**DESCRIPTION OF THE TASK**
Include only the line with "let every = state.config.stats_log_interval;" and the lines after it, each reproduced exactly as it stands in the entries below.

==== INPUT MATERIAL

//! Performance benchmarks for the relay's hot paths

use relay::admission::ClientAdmission;
use relay::config::RelayConfig;
use relay::network::RelayServer;
use shared::{AuthProfile, HostAuthenticator, HostCommand, Registration};
use std::net::{IpAddr, Ipv4Addr, SocketAddr};
use std::time::{Duration, Instant};
use tokio::net::UdpSocket;

fn registration() -> Registration {
    Registration {
        command: HostCommand::Heartbeat,
        host_id: "BenchHost".to_string(),
        game_port: 9000,
        max_players: 16,
        timestamp: 1_700_000_000,
    }
}

/// Benchmarks signed-profile verification
#[test]
fn benchmark_signed_open() {
    let auth = HostAuthenticator::new(AuthProfile::Signed, "CHANGE_ME");
    let datagram = auth.seal(&registration()).unwrap();

    let iterations = 10_000;
    let start = Instant::now();

    for _ in 0..iterations {
        let _ = auth.open(datagram.as_bytes()).unwrap();
    }

    let duration = start.elapsed();
    println!(
        "Signed open: {} iterations in {:?} ({:.2} μs/iter)",
        iterations,
        duration,
        duration.as_micros() as f64 / iterations as f64
    );

    // Should complete in under 2 seconds
    assert!(duration.as_millis() < 2000);
}

/// Benchmarks envelope verification and decryption
#[test]
fn benchmark_envelope_open() {
    let auth = HostAuthenticator::new(AuthProfile::Envelope, "CHANGE_ME");
    let datagram = auth.seal(&registration()).unwrap();

    let iterations = 2_000;
    let start = Instant::now();

    for _ in 0..iterations {
        let _ = auth.open(datagram.as_bytes()).unwrap();
    }

    let duration = start.elapsed();
    println!(
        "Envelope open: {} iterations in {:?} ({:.2} μs/iter)",
        iterations,
        duration,
        duration.as_micros() as f64 / iterations as f64
    );

    assert!(duration.as_millis() < 5000);
}

/// Benchmarks rejecting forged signatures, the path a flood would take
#[test]
fn benchmark_forged_rejection() {
    let auth = HostAuthenticator::new(AuthProfile::Signed, "CHANGE_ME");
    let forged = HostAuthenticator::new(AuthProfile::Signed, "WRONG")
        .seal(&registration())
        .unwrap();

    let iterations = 10_000;
    let start = Instant::now();

    for _ in 0..iterations {
        assert!(auth.open(forged.as_bytes()).is_err());
    }

    let duration = start.elapsed();
    println!("Forged rejection: {} iterations in {:?}", iterations, duration);
    assert!(duration.as_millis() < 2000);
}

/// Benchmarks client admission across many endpoints
#[test]
fn benchmark_client_admission() {
    let config = RelayConfig::default();
    let mut admission = ClientAdmission::new(&config);
    let now = Instant::now();

    let endpoints: Vec<SocketAddr> = (0..1000u16)
        .map(|i| SocketAddr::new(IpAddr::V4(Ipv4Addr::new(10, 0, (i / 250) as u8, (i % 250) as u8)), 20000 + i))
        .collect();

    let iterations = 100_000;
    let start = Instant::now();

    for i in 0..iterations {
        let _ = admission.admit(endpoints[i % endpoints.len()], now);
    }

    let duration = start.elapsed();
    println!(
        "Client admission: {} checks in {:?} ({:.2} ns/check)",
        iterations,
        duration,
        duration.as_nanos() as f64 / iterations as f64
    );

    assert!(duration.as_millis() < 2000);
}

/// Benchmarks round trips through a live relay on loopback
#[tokio::test]
async fn benchmark_forwarding_round_trips() {
    let config = RelayConfig {
        bind_address: IpAddr::V4(Ipv4Addr::LOCALHOST),
        client_port: 0,
        host_port: 0,
        max_client_packets_per_window: 1_000_000,
        ..RelayConfig::default()
    };
    let server = RelayServer::bind(config).await.unwrap();
    let client_addr = server.client_addr().unwrap();
    let host_addr = server.host_addr().unwrap();
    let relay = server.spawn();

    // Echo host
    let game = UdpSocket::bind("127.0.0.1:0").await.unwrap();
    let control = UdpSocket::bind("127.0.0.1:0").await.unwrap();
    let datagram = HostAuthenticator::new(AuthProfile::Signed, "CHANGE_ME")
        .seal(&Registration {
            command: HostCommand::Register,
            host_id: "BenchHost".to_string(),
            game_port: game.local_addr().unwrap().port(),
            max_players: 16,
            timestamp: shared::unix_timestamp(),
        })
        .unwrap();
    control.send_to(datagram.as_bytes(), host_addr).await.unwrap();
    tokio::spawn(async move {
        let mut buffer = [0u8; 2048];
        while let Ok((len, from)) = game.recv_from(&mut buffer).await {
            let _ = game.send_to(&buffer[..len], from).await;
        }
    });

    for _ in 0..200 {
        if !relay.state().host_list().await.is_empty() {
            break;
        }
        tokio::time::sleep(Duration::from_millis(10)).await;
    }

    let client = UdpSocket::bind("127.0.0.1:0").await.unwrap();
    let payload = [7u8; 256];
    let mut buffer = [0u8; 2048];

    let iterations = 1_000;
    let start = Instant::now();

    for _ in 0..iterations {
        client.send_to(&payload, client_addr).await.unwrap();
        let len = tokio::time::timeout(Duration::from_secs(2), client.recv(&mut buffer))
            .await
            .unwrap()
            .unwrap();
        assert_eq!(len, payload.len());
    }

    let duration = start.elapsed();
    println!(
        "Forwarding: {} round trips in {:?} ({:.2} μs/round trip)",
        iterations,
        duration,
        duration.as_micros() as f64 / iterations as f64
    );

    // Should complete in under 5 seconds
    assert!(duration.as_millis() < 5000);
}
//! Periodic expiry of sessions, hosts and admission tables

use crate::admission::SweepReport;
use crate::router::SessionEnd;
use crate::state::RelayState;
use log::{debug, info, warn};
use std::sync::atomic::Ordering;
use std::sync::Arc;
use std::time::Instant;
use tokio::time::{interval, MissedTickBehavior};

#[derive(Debug, Default, Clone, Copy, PartialEq, Eq)]
pub struct CleanupReport {
    pub handshake_timeouts: usize,
    pub idle_timeouts: usize,
    pub expired_hosts: usize,
    pub client_tables: SweepReport,
    pub host_tables: SweepReport,
}

impl RelayState {
    /// One cleanup pass as of `now`.
    ///
    /// Expired hosts are removed together with their per-host counters.
    /// Sessions still bound to them are not touched and age out on their own.
    pub async fn run_cleanup(&self, now: Instant) -> CleanupReport {
        let mut report = CleanupReport::default();

        let expired = self.sessions.read().await.expired(
            now,
            self.config.handshake_timeout,
            self.config.client_timeout,
        );
        for (client, session_id, _) in expired {
            // Re-checked under the write lock, a host reply may have landed
            let Some(reason) = self.expire_session(client, session_id, now).await else {
                continue;
            };
            match reason {
                SessionEnd::HandshakeTimeout => {
                    warn!("Handshake timeout for {}", client);
                    report.handshake_timeouts += 1;
                    self.counters
                        .handshake_timeouts
                        .fetch_add(1, Ordering::Relaxed);
                }
                _ => {
                    report.idle_timeouts += 1;
                    self.counters.idle_timeouts.fetch_add(1, Ordering::Relaxed);
                }
            }
        }

        let removed = self
            .hosts
            .write()
            .await
            .expire(now, self.config.host_timeout);
        for (key, record) in &removed {
            info!(
                "Host {} ({}) timed out with {} clients bound",
                key, record.host_id, record.current_clients
            );
        }
        report.expired_hosts = removed.len();

        let hard_limit = self.config.table_hard_limit;
        let trim_target = self.config.table_trim_target;
        report.client_tables = self
            .client_guard
            .lock()
            .await
            .sweep(now, hard_limit, trim_target);

        let hosts = self.hosts.read().await;
        report.host_tables = self
            .host_guard
            .lock()
            .await
            .sweep(now, hard_limit, trim_target, |key| hosts.contains(key));

        report
    }
}

/// Runs cleanup every `cleanup_interval` and logs a summary every
/// `stats_log_interval` ticks.
pub async fn run_cleanup_loop(state: Arc<RelayState>) {
    let mut ticker = interval(state.config.cleanup_interval);
    ticker.set_missed_tick_behavior(MissedTickBehavior::Skip);
    let mut ticks: u32 = 0;

    // Skip the first tick since it fires immediately
    ticker.tick().await;

    loop {
        ticker.tick().await;

        let report = state.run_cleanup(Instant::now()).await;
        if report.client_tables.trimmed > 0 || report.host_tables.trimmed > 0 {
            warn!(
                "Abuse tables over hard limit, trimmed {} client and {} host entries",
                report.client_tables.trimmed, report.host_tables.trimmed
            );
        }
        debug!("Cleanup pass: {:?}", report);

        ticks = ticks.wrapping_add(1);
        let every = state.config.stats_log_interval;
        if every > 0 && ticks % every == 0 {
            let stats = state.stats().await;
            info!(
                "Hosts {}/{} | sessions {}/{} ({} pending) | blocked IPs {} client, {} host | rejected {} clients, {} hosts | {} B up, {} B down",
                stats.registered_hosts,
                stats.max_hosts,
                stats.active_sessions,
                stats.max_clients,
                stats.pending_handshakes,
                stats.blocked_client_ips,
                stats.blocked_host_ips,
                stats.rejected_clients,
                stats.rejected_hosts,
                stats.bytes_to_hosts,
                stats.bytes_to_clients,
            );
        }
    }
}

========

**OUTPUT BELOW**
        let every = state.config.stats_log_interval;
        if every > 0 && ticks % every == 0 {
            let stats = state.stats().await;
            info!(
                "Hosts {}/{} | sessions {}/{} ({} pending) | blocked IPs {} client, {} host | rejected {} clients, {} hosts | {} B up, {} B down",
                stats.registered_hosts,
                stats.max_hosts,
                stats.active_sessions,
                stats.max_clients,
                stats.pending_handshakes,
                stats.blocked_client_ips,
                stats.blocked_host_ips,
                stats.rejected_clients,
                stats.rejected_hosts,
                stats.bytes_to_hosts,
                stats.bytes_to_clients,
            );
        }
    }
}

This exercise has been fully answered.